Ministers under fire over pensions shortfall
The government has been accused of a “huge abdication of responsibility” over the contracting out of the state second pension.
A Which? report claims 4.5 million people who took the option of having part of their national insurance directed into a private pensions plan rather than a state scheme could be left out of pocket.
“A combination of high charges, poor investment performance and a huge abdication of responsibility from the government and the pensions industry has produced yet another pensions scandal,” the consumer group said.
A spokeswoman for the Department of Work and Pensions (DWP) said the details of the report would be looked at “with interest” and would contribute to pensions debate.
But she told politics.co.uk that while the government offered information on the available options on pensions, it was ultimately “up to the individual to decide”.
The scheme was intended to give investors a bigger return than the state scheme by investing it in the stock market, but Which? points out this is not always the case. When poor returns are added to charges by pension providers, it says consumers can lose out.
Of the £35 billion given to the pensions industry to invest since 1988, about £3 billion has been paid to pension providers and financial advisers in charges, Which? reports.
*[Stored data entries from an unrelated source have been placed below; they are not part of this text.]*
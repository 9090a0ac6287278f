// Copyright 2025 eraflo
//
// Licensed under the Apache License, Version 2.0 (the "License");
// you may not use this file except in compliance with the License.
// You may obtain a copy of the License at
//
//     http://www.apache.org/licenses/LICENSE-2.0
//
// Unless required by applicable law or agreed to in writing, software
// distributed under the License is distributed on an "AS IS" BASIS,
// WITHOUT WARRANTIES OR CONDITIONS OF ANY KIND, either express or implied.
// See the License for the specific language governing permissions and
// limitations under the License.

//! The injector: owns the singleton registry and its lifecycle.
//!
//! An [`Injector`] starts out empty. A successful scan builds and publishes a
//! [`SingletonRegistry`]; [`clear`](Injector::clear) drops it again so a later
//! scan can run. Readers ([`retrieve`](Injector::retrieve) and
//! [`inject`](Injector::inject)) only ever see a complete registry or none.

use crate::config::{DuplicatePolicy, ScanConfig};
use crate::descriptor::{ComponentDescriptor, Dependencies, Injectable};
use crate::discovery::{Component, Discovery, InventoryDiscovery, Marker, Scope};
use crate::engine::{instantiate, resolve_arguments};
use crate::error::InjectorError;
use crate::graph::{topological_sort, DependencyGraph};
use crate::key::{join_keys, Instance, TypeKey};
use crate::registry::SingletonRegistry;
use arc_swap::ArcSwapOption;
use std::collections::HashSet;
use std::fmt;
use std::sync::{Arc, Mutex, MutexGuard, PoisonError};

/// A dependency-injection container with a single, atomically published
/// singleton registry.
///
/// Scans and clears are serialised by a lock. The registry itself sits
/// behind an [`ArcSwapOption`], so retrieval never takes that lock.
pub struct Injector {
    discovery: Box<dyn Discovery>,
    scan_lock: Mutex<()>,
    registry: ArcSwapOption<SingletonRegistry>,
}

impl Injector {
    /// Creates an injector that discovers components registered with the
    /// `Component` derive.
    pub fn new() -> Self {
        Self::with_discovery(InventoryDiscovery)
    }

    /// Creates an injector backed by a custom discovery.
    pub fn with_discovery(discovery: impl Discovery + 'static) -> Self {
        Self {
            discovery: Box::new(discovery),
            scan_lock: Mutex::new(()),
            registry: ArcSwapOption::empty(),
        }
    }

    /// Discovers every component marked with `marker` inside `scope`, then
    /// builds and publishes their singletons.
    ///
    /// Duplicate registrations keep the first one found.
    pub fn scan(&self, marker: TypeKey, scope: &str) -> Result<(), InjectorError> {
        let config = ScanConfig {
            scope: scope.to_owned(),
            ..ScanConfig::default()
        };
        self.scan_with(marker, &config)
    }

    /// Like [`scan`](Injector::scan), with a marker type instead of a key.
    pub fn scan_marked<M: Marker>(&self, scope: &str) -> Result<(), InjectorError> {
        self.scan(TypeKey::of::<M>(), scope)
    }

    /// Scans for components carrying the default [`Component`] marker.
    pub fn scan_components(&self, scope: &str) -> Result<(), InjectorError> {
        self.scan_marked::<Component>(scope)
    }

    /// Scans for `marker` using the scope and duplicate policy of `config`.
    pub fn scan_with(&self, marker: TypeKey, config: &ScanConfig) -> Result<(), InjectorError> {
        let _guard = self.lock_scan();
        self.ensure_not_scanned()?;

        let scope = Scope::new(config.scope.as_str());
        log::info!("Scanning for `{marker}` components in {scope}...");
        let descriptors = self.discovery.discover(marker, &scope);
        let descriptors = deduplicate(descriptors, config.duplicates)?;

        self.build_and_publish(&descriptors)
    }

    /// Builds and publishes singletons for descriptors the caller already
    /// discovered.
    pub fn scan_descriptors(
        &self,
        descriptors: Vec<ComponentDescriptor>,
    ) -> Result<(), InjectorError> {
        let _guard = self.lock_scan();
        self.ensure_not_scanned()?;

        let descriptors = deduplicate(descriptors, DuplicatePolicy::KeepFirst)?;
        self.build_and_publish(&descriptors)
    }

    fn build_and_publish(&self, descriptors: &[ComponentDescriptor]) -> Result<(), InjectorError> {
        let graph = DependencyGraph::build(descriptors);
        let order = topological_sort(&graph)?;
        log::debug!("Construction order: {}", join_keys(&order));

        let registry = instantiate(descriptors, &order)?;
        log::info!("Scan complete: {} singletons constructed", registry.len());

        self.registry.store(Some(Arc::new(registry)));
        Ok(())
    }

    /// Returns the singleton of type `T`.
    pub fn retrieve<T: Send + Sync + 'static>(&self) -> Result<Arc<T>, InjectorError> {
        let key = TypeKey::of::<T>();
        self.retrieve_instance(key)?
            .downcast::<T>()
            .map_err(|_| InjectorError::NoSuchSingleton(key))
    }

    /// Returns the type-erased singleton registered under `key`.
    pub fn retrieve_instance(&self, key: TypeKey) -> Result<Instance, InjectorError> {
        log::trace!("Retrieving `{key}`");
        self.published()?
            .get_instance(key)
            .ok_or(InjectorError::NoSuchSingleton(key))
    }

    /// Builds a new, unregistered instance of `T` from the current
    /// singletons.
    ///
    /// Every call returns an independent instance. `T` itself does not have
    /// to be a scanned component, only its dependencies do.
    pub fn inject<T: Injectable>(&self) -> Result<T, InjectorError> {
        let registry = self.published()?;
        let component = TypeKey::of::<T>();
        log::trace!("Injecting a transient `{component}`");

        let arguments = resolve_arguments(&T::dependencies(), |dependency| {
            registry
                .get_instance(dependency)
                .ok_or(InjectorError::NoSuchSingleton(dependency))
        })?;

        let mut deps = Dependencies::new(&arguments);
        T::construct(&mut deps)
            .map_err(|source| InjectorError::InstantiationFailed { component, source })
    }

    /// Forgets the published registry.
    ///
    /// Instances already handed out stay alive as long as they are
    /// referenced, and a following scan builds fresh ones next to them.
    /// Meant for tests.
    pub fn clear(&self) {
        let _guard = self.lock_scan();
        if self.registry.swap(None).is_some() {
            log::warn!("Injector cleared; previously retrieved singletons are not destroyed");
        }
    }

    /// Returns `true` once a scan has succeeded and until [`clear`](Injector::clear).
    pub fn is_scanned(&self) -> bool {
        self.registry.load().is_some()
    }

    /// The published registry, if any.
    pub fn registry(&self) -> Option<Arc<SingletonRegistry>> {
        self.registry.load_full()
    }

    /// Component types in the order the last scan constructed them.
    pub fn construction_order(&self) -> Vec<TypeKey> {
        self.registry()
            .map(|registry| registry.keys().to_vec())
            .unwrap_or_default()
    }

    fn published(&self) -> Result<Arc<SingletonRegistry>, InjectorError> {
        self.registry.load_full().ok_or(InjectorError::NotYetScanned)
    }

    fn ensure_not_scanned(&self) -> Result<(), InjectorError> {
        if self.is_scanned() {
            return Err(InjectorError::AlreadyScanned);
        }
        Ok(())
    }

    fn lock_scan(&self) -> MutexGuard<'_, ()> {
        // The guarded data is `()`, a panicking scan cannot leave it inconsistent.
        self.scan_lock.lock().unwrap_or_else(PoisonError::into_inner)
    }
}

impl Default for Injector {
    fn default() -> Self {
        Self::new()
    }
}

impl fmt::Debug for Injector {
    fn fmt(&self, f: &mut fmt::Formatter<'_>) -> fmt::Result {
        f.debug_struct("Injector")
            .field("registry", &self.registry())
            .finish_non_exhaustive()
    }
}

fn deduplicate(
    descriptors: Vec<ComponentDescriptor>,
    policy: DuplicatePolicy,
) -> Result<Vec<ComponentDescriptor>, InjectorError> {
    let mut seen = HashSet::with_capacity(descriptors.len());
    let mut unique = Vec::with_capacity(descriptors.len());
    for descriptor in descriptors {
        let key = descriptor.key();
        if seen.insert(key) {
            unique.push(descriptor);
            continue;
        }
        match policy {
            DuplicatePolicy::KeepFirst => {
                log::warn!("`{key}` was discovered more than once, keeping the first")
            }
            DuplicatePolicy::Reject => return Err(InjectorError::DuplicateComponent(key)),
        }
    }
    Ok(unique)
}
// Copyright 2025 eraflo
//
// Licensed under the Apache License, Version 2.0 (the "License");
// you may not use this file except in compliance with the License.
// You may obtain a copy of the License at
//
//     http://www.apache.org/licenses/LICENSE-2.0
//
// Unless required by applicable law or agreed to in writing, software
// distributed under the License is distributed on an "AS IS" BASIS,
// WITHOUT WARRANTIES OR CONDITIONS OF ANY KIND, either express or implied.
// See the License for the specific language governing permissions and
// limitations under the License.

//! Demo components.

use std::sync::atomic::{AtomicU64, Ordering};
use std::sync::Arc;
use std::time::{SystemTime, UNIX_EPOCH};
use wiring::{BoxError, Component, Dependencies, Injectable, TypeKey};

/// Where the demo components live.
pub const SCOPE: &str = module_path!();

#[derive(Component)]
pub struct Clock;

impl Clock {
    pub fn now_secs(&self) -> u64 {
        SystemTime::now()
            .duration_since(UNIX_EPOCH)
            .map(|elapsed| elapsed.as_secs())
            .unwrap_or_default()
    }
}

#[derive(Component)]
pub struct Counter {
    #[component(default)]
    visits: AtomicU64,
}

impl Counter {
    pub fn bump(&self) -> u64 {
        self.visits.fetch_add(1, Ordering::Relaxed) + 1
    }

    pub fn total(&self) -> u64 {
        self.visits.load(Ordering::Relaxed)
    }
}

#[derive(Component)]
pub struct Greeter {
    clock: Arc<Clock>,
}

impl Greeter {
    pub fn greet(&self, name: &str) -> String {
        format!("Hello, {name}! (t={})", self.clock.now_secs())
    }
}

#[derive(Component)]
pub struct FrontDesk {
    greeter: Arc<Greeter>,
    counter: Arc<Counter>,
}

impl FrontDesk {
    pub fn summary(&self) -> String {
        format!("{} visitor(s) greeted", self.counter.total())
    }
}

/// One visit; injected fresh for every visitor.
pub struct Session {
    desk: Arc<FrontDesk>,
    number: u64,
}

impl Session {
    pub fn welcome(&self, name: &str) -> String {
        format!("#{} {}", self.number, self.desk.greeter.greet(name))
    }
}

impl Injectable for Session {
    fn dependencies() -> Vec<TypeKey> {
        vec![TypeKey::of::<FrontDesk>()]
    }

    fn construct(deps: &mut Dependencies<'_>) -> Result<Self, BoxError> {
        let desk: Arc<FrontDesk> = deps.take()?;
        let number = desk.counter.bump();
        Ok(Session { desk, number })
    }
}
The consumer body estimates 71 per cent of those who contracted out could end up losing out, receiving on average just 80 per cent of what they would have received if they had stayed with the government scheme.
“The government’s saved money, and pension companies have earned billions – the only losers are people who did as they were advised,” said Which? managing editor Malcolm Coles, who himself has lost out under the scheme.
“Given the government’s stated concern over the so-called pensions’ saving gap, it’s high-time it gave us some clear direction on opting out, before millions lose out.”
The DWP spokeswoman told politics.co.uk that people were offered a pensions forecast to help them make the decision, and advice was available through leaflets and on the website.
“Although we can offer the advice, it is down to the individual to make the decision on what suits their lifestyle and their needs,” she said.
A spokesman for the Financial Services Authority (FSA) said it would be bringing out its own research into the scheme and today’s study indicated it was something to monitor.
But noting that returns varied widely from individual to individual, he said: “Really, it’s a question of deciding which horses to back.”